Warúm Darúm

Poëzie / 03.10.25

Harnas van zout

Maureen Ghazal

mijn aanrakingen zijn intuïtief

mijn stem ondersteunt je

je mag je ogen sluiten en naar zee lopen

ik sta voor een grijsblauwe oceaan
wat we geregeld zien wordt ons referentiekader
ik tast met een voet het landschap af
loop langzaam de koude zee in en ga liggen

je wordt zachtjes gedragen

mijn lichaam voelt eerst zwaar
daarna lichaamloos
ik vaar net zolang op golven mee tot ik aanspoel
op de kust van mijn vaders moederland

je innerlijke wereld bepaalt waar ze heen wil gaan

aan de kust een kade waarop mijn grootmoeder
naast haar grootmoeders staat
in hun handpalmen omklemmen ze huissleutels

leg je rechterhand op je hart

het is 1961 of misschien denk ik dat het 1961 is
jaar waarin mijn vader ter wereld kwam
mijn grootmoeder een jonge vrouw
het onbewuste kent geen tijd
het kent emoties en wil emoties delen

ik voel dat er ruimte in je onderbuik ontstaat

de omringende zandbergen golven weids
mijn lichaam voelt zandkleurig

ik leg nu mijn handen op je bekken

ik groet de vrouwen
vraag wanneer ik begonnen ben met bestaan
bij wiens leven ik startte met het aanleggen van registers
wier levens ik in mijn cellen draag

je mag diep inademen

de vrouwen blijven zwijgend staan

adem uit

mijn lichaam bevraagt haar levensloop
wil weten uit hoeveel generaties ze is opgebouwd
hoeveel generaties ze zal voortleven
stop ik te bestaan wanneer ik niet baar

blijf diep ademhalen

ik kijk naar de zee waar mijn voormoeders
uit donkerblauw water getrokken zijn
sommigen bergen de zilte in hun huid
anderen werden verdreven
en zoeken naar het zout als herinnering

voel je hoe je steeds meer in elkaar valt?

mijn grootmoeder wijst naar de Middellandse zee
ik kijk naar de watervlakte
volg haar aanwijzingen
ga opnieuw liggen
ga na waar ik begin en de zee eindigt
door welke aarde ik gedragen word
of ik überhaupt gedragen word
hoeveel voorouderlijke registers ik herberg
of ik ze kan losweken

je spieren weten niet of ze aanspannen of ontspannen

mijn grootmoeder gebaart me onder te dompelen
ik laat me zakken in warm water
in mijn oren ruisen stemmen
dat wat vooraf is gegaan stroomt met het heden mee

we reinigen samen je lichaam

het zoute water spoelt wonden schoon
maakt huid sterker helpt me ademhalen

je mag terugstromen

ik spoel langzaam aan op land
beweeg tenen en vingers uiteindes zijn
als eerste aan verandering onderhevig
til voorzichtig mijn rechterhand op leg die op mijn hart

Maureen Ghazal (°1995) is dichter, schrijver en performer.
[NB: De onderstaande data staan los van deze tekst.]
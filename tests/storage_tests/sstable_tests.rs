//! Tests for SSTable implementation
//!
//! These tests verify:
//! - SSTable creation and writing
//! - O(log n) key lookups via in-memory index
//! - Tombstone handling
//! - Iterator over all entries
//! - Min/max key range filtering
//! - File format validation

use std::path::PathBuf;
use serengeti_core::storage::{SSTable, SSTableBuilder, SSTableReader};
use serengeti_core::CoreError;
use tempfile::TempDir;

// =============================================================================
// Helper Functions
// =============================================================================

fn setup_temp_sstable() -> (TempDir, PathBuf) {
    let temp_dir = TempDir::new().unwrap();
    let path = temp_dir.path().join("test.sst");
    (temp_dir, path)
}

/// Create an SSTable with numbered entries
fn create_sstable_with_entries(path: &PathBuf, count: usize) -> SSTable {
    let mut builder = SSTableBuilder::new(path).unwrap();
    // Keys must be added in sorted order
    for i in 0..count {
        let key = format!("key{:05}", i); // Zero-padded for lexicographic order
        let value = format!("value{}", i);
        builder.add(key.as_bytes(), value.as_bytes()).unwrap();
    }
    builder.finish().unwrap()
}

// =============================================================================
// SSTableBuilder Tests
// =============================================================================

#[test]
fn test_builder_creates_file() {
    let (_temp, path) = setup_temp_sstable();
    
    let sstable = create_sstable_with_entries(&path, 5);
    
    assert!(path.exists());
    assert_eq!(sstable.entry_count(), 5);
    assert!(sstable.file_size > 0);
}

#[test]
fn test_builder_empty_sstable() {
    let (_temp, path) = setup_temp_sstable();
    
    let builder = SSTableBuilder::new(&path).unwrap();
    let sstable = builder.finish().unwrap();
    
    assert_eq!(sstable.entry_count(), 0);
    assert!(path.exists());
}

#[test]
fn test_builder_single_entry() {
    let (_temp, path) = setup_temp_sstable();
    
    let mut builder = SSTableBuilder::new(&path).unwrap();
    builder.add(b"mykey", b"myvalue").unwrap();
    let sstable = builder.finish().unwrap();
    
    assert_eq!(sstable.entry_count(), 1);
    assert_eq!(sstable.min_key, b"mykey");
    assert_eq!(sstable.max_key, b"mykey");
}

#[test]
fn test_builder_tracks_min_max_keys() {
    let (_temp, path) = setup_temp_sstable();
    
    let mut builder = SSTableBuilder::new(&path).unwrap();
    builder.add(b"apple", b"1").unwrap();
    builder.add(b"banana", b"2").unwrap();
    builder.add(b"cherry", b"3").unwrap();
    let sstable = builder.finish().unwrap();
    
    assert_eq!(sstable.min_key, b"apple");
    assert_eq!(sstable.max_key, b"cherry");
}

#[test]
fn test_builder_with_tombstone() {
    let (_temp, path) = setup_temp_sstable();
    
    let mut builder = SSTableBuilder::new(&path).unwrap();
    builder.add(b"key1", b"value1").unwrap();
    builder.add_tombstone(b"key2").unwrap();
    builder.add(b"key3", b"value3").unwrap();
    let sstable = builder.finish().unwrap();
    
    assert_eq!(sstable.entry_count(), 3);
}

// =============================================================================
// SSTableReader Tests - Lookups
// =============================================================================

#[test]
fn test_reader_opens_valid_sstable() {
    let (_temp, path) = setup_temp_sstable();
    create_sstable_with_entries(&path, 10);
    
    let reader = SSTableReader::open(&path).unwrap();
    assert_eq!(reader.entry_count(), 10);
}

#[test]
fn test_reader_get_existing_key() {
    let (_temp, path) = setup_temp_sstable();
    
    let mut builder = SSTableBuilder::new(&path).unwrap();
    builder.add(b"hello", b"world").unwrap();
    builder.finish().unwrap();
    
    let mut reader = SSTableReader::open(&path).unwrap();
    let value = reader.get(b"hello").unwrap();
    
    assert_eq!(value, Some(b"world".to_vec()));
}

#[test]
fn test_reader_get_nonexistent_key() {
    let (_temp, path) = setup_temp_sstable();
    create_sstable_with_entries(&path, 5);
    
    let mut reader = SSTableReader::open(&path).unwrap();
    let result = reader.get(b"nonexistent");
    
    assert!(matches!(result, Err(CoreError::KeyNotFound)));
}

#[test]
fn test_reader_get_tombstone() {
    let (_temp, path) = setup_temp_sstable();
    
    let mut builder = SSTableBuilder::new(&path).unwrap();
    builder.add(b"key1", b"value1").unwrap();
    builder.add_tombstone(b"key2").unwrap();
    builder.add(b"key3", b"value3").unwrap();
    builder.finish().unwrap();
    
    let mut reader = SSTableReader::open(&path).unwrap();
    
    // Tombstone returns Ok(None), not an error
    let result = reader.get(b"key2").unwrap();
    assert_eq!(result, None);
    
    // Other keys work normally
    assert_eq!(reader.get(b"key1").unwrap(), Some(b"value1".to_vec()));
    assert_eq!(reader.get(b"key3").unwrap(), Some(b"value3".to_vec()));
}

#[test]
fn test_reader_get_multiple_keys() {
    let (_temp, path) = setup_temp_sstable();
    create_sstable_with_entries(&path, 100);
    
    let mut reader = SSTableReader::open(&path).unwrap();
    
    // Test lookups at various positions
    for i in [0, 25, 50, 75, 99] {
        let key = format!("key{:05}", i);
        let expected_value = format!("value{}", i);
        let value = reader.get(key.as_bytes()).unwrap().unwrap();
        assert_eq!(value, expected_value.as_bytes());
    }
}

#[test]
fn test_reader_random_access() {
    let (_temp, path) = setup_temp_sstable();
    create_sstable_with_entries(&path, 50);
    
    let mut reader = SSTableReader::open(&path).unwrap();
    
    // Access keys out of order (proves O(log n) index works, not sequential scan)
    let keys = [45, 10, 30, 5, 49, 0, 25];
    for i in keys {
        let key = format!("key{:05}", i);
        let result = reader.get(key.as_bytes());
        assert!(result.is_ok(), "Failed to get key{:05}", i);
    }
}

// =============================================================================
// SSTableReader Tests - Iterator
// =============================================================================

#[test]
fn test_iterator_empty_sstable() {
    let (_temp, path) = setup_temp_sstable();
    
    let builder = SSTableBuilder::new(&path).unwrap();
    builder.finish().unwrap();
    
    let mut reader = SSTableReader::open(&path).unwrap();
    let entries: Vec<_> = reader.iter().unwrap().collect();
    
    assert_eq!(entries.len(), 0);
}

#[test]
fn test_iterator_returns_all_entries() {
    let (_temp, path) = setup_temp_sstable();
    create_sstable_with_entries(&path, 10);
    
    let mut reader = SSTableReader::open(&path).unwrap();
    let entries: Vec<_> = reader.iter().unwrap()
        .map(|r| r.unwrap())
        .collect();
    
    assert_eq!(entries.len(), 10);
    
    // Verify sorted order
    for (i, (key, value)) in entries.iter().enumerate() {
        let expected_key = format!("key{:05}", i);
        let expected_value = format!("value{}", i);
        assert_eq!(key, expected_key.as_bytes());
        assert_eq!(value.as_ref().unwrap(), expected_value.as_bytes());
    }
}

#[test]
fn test_iterator_includes_tombstones() {
    let (_temp, path) = setup_temp_sstable();
    
    let mut builder = SSTableBuilder::new(&path).unwrap();
    builder.add(b"a", b"1").unwrap();
    builder.add_tombstone(b"b").unwrap();
    builder.add(b"c", b"3").unwrap();
    builder.finish().unwrap();
    
    let mut reader = SSTableReader::open(&path).unwrap();
    let entries: Vec<_> = reader.iter().unwrap()
        .map(|r| r.unwrap())
        .collect();
    
    assert_eq!(entries.len(), 3);
    assert_eq!(entries[0], (b"a".to_vec(), Some(b"1".to_vec())));
    assert_eq!(entries[1], (b"b".to_vec(), None)); // Tombstone
    assert_eq!(entries[2], (b"c".to_vec(), Some(b"3".to_vec())));
}

// =============================================================================
// SSTable Metadata Tests
// =============================================================================

#[test]
fn test_might_contain_in_range() {
    let (_temp, path) = setup_temp_sstable();
    
    let mut builder = SSTableBuilder::new(&path).unwrap();
    builder.add(b"apple", b"1").unwrap();
    builder.add(b"banana", b"2").unwrap();
    builder.add(b"cherry", b"3").unwrap();
    let sstable = builder.finish().unwrap();
    
    // Keys within range
    assert!(sstable.might_contain(b"apple"));
    assert!(sstable.might_contain(b"banana"));
    assert!(sstable.might_contain(b"cherry"));
    assert!(sstable.might_contain(b"blueberry")); // Between apple and cherry
}

#[test]
fn test_might_contain_out_of_range() {
    let (_temp, path) = setup_temp_sstable();
    
    let mut builder = SSTableBuilder::new(&path).unwrap();
    builder.add(b"banana", b"1").unwrap();
    builder.add(b"cherry", b"2").unwrap();
    builder.finish().unwrap();
    
    // Reopen to get fresh metadata
    let mut reader = SSTableReader::open(&path).unwrap();
    
    // We need the SSTable metadata for range checks
    // For now, test via direct read attempts
    assert!(matches!(reader.get(b"apple"), Err(CoreError::KeyNotFound)));
    assert!(matches!(reader.get(b"date"), Err(CoreError::KeyNotFound)));
}

// =============================================================================
// Large Data Tests
// =============================================================================

#[test]
fn test_large_values() {
    let (_temp, path) = setup_temp_sstable();
    
    let large_value = vec![0xAB; 1024 * 100]; // 100 KB
    
    let mut builder = SSTableBuilder::new(&path).unwrap();
    builder.add(b"big_key", &large_value).unwrap();
    builder.finish().unwrap();
    
    let mut reader = SSTableReader::open(&path).unwrap();
    let value = reader.get(b"big_key").unwrap().unwrap();
    
    assert_eq!(value.len(), 100 * 1024);
    assert_eq!(value, large_value);
}

#[test]
fn test_many_entries() {
    let (_temp, path) = setup_temp_sstable();
    let sstable = create_sstable_with_entries(&path, 10_000);
    
    assert_eq!(sstable.entry_count(), 10_000);
    
    let mut reader = SSTableReader::open(&path).unwrap();
    
    // Spot check some entries
    let value = reader.get(b"key05000").unwrap().unwrap();
    assert_eq!(value, b"value5000");
    
    let value = reader.get(b"key09999").unwrap().unwrap();
    assert_eq!(value, b"value9999");
}

// =============================================================================
// Error Handling Tests
// =============================================================================

#[test]
fn test_open_nonexistent_file() {
    let (_temp, path) = setup_temp_sstable();
    // Don't create the file
    
    let result = SSTableReader::open(&path);
    assert!(result.is_err());
}

#[test]
fn test_open_invalid_magic() {
    let (_temp, path) = setup_temp_sstable();
    
    // Write garbage to file
    std::fs::write(&path, b"GARBAGE_DATA_NOT_SSTABLE").unwrap();
    
    let result = SSTableReader::open(&path);
    assert!(matches!(result, Err(CoreError::Storage(_))));
}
In haar werk onderzoekt ze thema’s als geboortegrond, moedertaal, ontheemding en vrouw-zijn. Haar teksten zijn filmisch en poëtisch, met de nadruk op lichaam en landschap. In 2018 studeerde ze af aan de Willem de Kooning Academie en in datzelfde jaar won ze de El Hizjra-literatuurprijs. Haar werk verscheen in onder andere De Gids en De Revisor, en ze trad op op festivals zoals Writers Unlimited en Read My World. Maureen maakt deel uit van het ontwikkeltraject van Wintertuin waar in november haar chapbook 'Ik, Waterlichaam' uitkomt.